Thalassery is one of the major centres of Vadakkan Kalari. Kalari Payattu had a revival after a resurgence of public interest from Thalassery in 1920. A public protest was led by C V Narayanan Nair.

== Archaeological excavations ==
=== Cheraman Perumal-Chera Empire Fort ===
The sister of the last Cheraman Perumal, Sreedevi is believed to have resided in Dharmapattanam (the present Dharmadam), near Thalassery. The fort was located in a strategic hilly area where a 360 degree view of land and sea tens of kilometres in radius is clearly visible. The relics is seen in the campus of Govt. Brennan College. The relics of the Chera Empire fort are seen in that hill near the college premises especially near to the water tank area.

=== Megalithic laterite dome ===
A laterite dome of the megalithic age was discovered in Kodiyeri, near Thalassery. Kannur University Anthropology Department head S. Gregory, who led the excavation, said similar excavations were done earlier in Sreekandapuram 40 years before.
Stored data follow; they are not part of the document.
//! Canonical schema constants for structured logging and events
//!
//! These constants keep log output and error reporting consistent.

// Canonical field keys for structured logging
pub const FIELD_COMPONENT: &str = "component";
pub const FIELD_OP: &str = "op";
pub const FIELD_EVENT: &str = "event";
pub const FIELD_DURATION_MS: &str = "duration_ms";

// Schema identifiers
pub const FIELD_STRUCTURE: &str = "structure";
pub const FIELD_PATH: &str = "path";
pub const FIELD_VERSION: &str = "version";

// Collection sizes
pub const FIELD_FIELD_COUNT: &str = "field_count";
pub const FIELD_STEP_COUNT: &str = "step_count";

// Error fields
pub const FIELD_ERR_KIND: &str = "err.kind";
pub const FIELD_ERR_CODE: &str = "err.code";

// Canonical event names
pub const EVENT_START: &str = "start";
pub const EVENT_END: &str = "end";
pub const EVENT_END_ERROR: &str = "end_error";

/// Reserved key carrying the stamped version of a versioned record
pub const VERSION_KEY: &str = "version";
/// Scenario 5: Copies, Equality And Hashing
///
/// Instances compare and hash by structure name and field content. Shallow
/// copies share storage until written; deep copies share nothing.
mod common;

use std::collections::hash_map::DefaultHasher;
use std::collections::{BTreeMap, HashSet};
use std::hash::{Hash, Hasher};
use typeshape_core::{construct, ConstructOptions, Value};

fn hash_of<T: Hash>(value: &T) -> u64 {
    let mut hasher = DefaultHasher::new();
    value.hash(&mut hasher);
    hasher.finish()
}

#[test]
fn test_scenario_05_happy_equal_content_is_equal_and_hashes_alike() {
    // GIVEN two persons built from the same values
    let person = common::person();
    let a = construct(&person, [("age", 5)], &ConstructOptions::default()).unwrap();
    let b = construct(&person, [("age", 5)], &ConstructOptions::default()).unwrap();

    // THEN they are equal, hash alike and share a fingerprint
    assert_eq!(a, b);
    assert_eq!(hash_of(&a), hash_of(&b));
    assert_eq!(a.fingerprint(), b.fingerprint());
    assert_eq!(a.fingerprint().len(), 64);

    // AND a set holds only one of them
    let set: HashSet<_> = [a, b].into_iter().collect();
    assert_eq!(set.len(), 1);
}

#[test]
fn test_scenario_05_happy_different_content_differs() {
    // GIVEN two persons of different ages
    let person = common::person();
    let a = construct(&person, [("age", 5)], &ConstructOptions::default()).unwrap();
    let b = construct(&person, [("age", 6)], &ConstructOptions::default()).unwrap();

    // THEN they differ and order by content
    assert_ne!(a, b);
    assert_ne!(a.fingerprint(), b.fingerprint());
    assert!(a < b);
}

#[test]
fn test_scenario_05_happy_shallow_copy_is_independent_after_write() {
    // GIVEN a playlist and a shallow copy of it
    let ty = common::playlist();
    let mut original = construct(
        &ty,
        [
            ("title", Value::from("Focus")),
            ("tracks", Value::List(vec![Value::from("intro")])),
        ],
        &ConstructOptions::default(),
    )
    .unwrap();
    let copy = original.shallow_copy();
    assert_eq!(original, copy);

    // WHEN the original's list is edited
    original.seq_mut("tracks").unwrap().push("outro").unwrap();

    // THEN the copy still sees the old list
    assert_eq!(copy.get("tracks").and_then(Value::len), Some(1));
    assert_eq!(original.get("tracks").and_then(Value::len), Some(2));
}

#[test]
fn test_scenario_05_happy_deep_copy_of_nested_records() {
    // GIVEN a customer with a nested address
    let (_, customer) = common::customer();
    let mut address = BTreeMap::new();
    address.insert(Value::from("city"), Value::from("Oslo"));
    address.insert(Value::from("zip"), Value::from("01501"));
    let mut original = construct(
        &customer,
        [
            ("name", Value::from("Ann")),
            ("addresses", Value::List(vec![Value::Map(address)])),
        ],
        &ConstructOptions::default(),
    )
    .unwrap();

    // WHEN deep copying and editing the original's nested record
    let copy = original.deep_copy();
    original
        .proxy("addresses")
        .unwrap()
        .at(0)
        .into_struct()
        .unwrap()
        .set("city", "Bergen")
        .unwrap();

    // THEN the copy keeps the old city
    let city = |c: &typeshape_core::Instance| {
        c.get("addresses")
            .and_then(|list| match list {
                Value::List(items) => items.first().cloned(),
                _ => None,
            })
            .and_then(|item| item.as_instance().and_then(|i| i.get("city").cloned()))
    };
    assert_eq!(city(&copy), Some(Value::from("Oslo")));
    assert_eq!(city(&original), Some(Value::from("Bergen")));
}

#[test]
fn test_scenario_05_happy_display_renders_fields() {
    // GIVEN a person
    let person = common::person();
    let p = construct(&person, [("age", 5)], &ConstructOptions::default()).unwrap();

    // THEN its text form names the structure and the field
    let shown = p.to_string();
    assert!(shown.starts_with("Person"));
    assert!(shown.contains("age"));
}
A rock-cut cave of mostly of megalithic age was found near the Jagannath Temple in Thalassery.

=== Pier cannons ===
In June 2013 several cannons estimated to be 250 to 300 years old were unearthed near Thalassery Pier. It was one of the largest finds of cannons in Kerala.

In India the British East India Company first used cannons in Thalassery, during the local rebellion led by Kurungoth Nair, according to Kurup.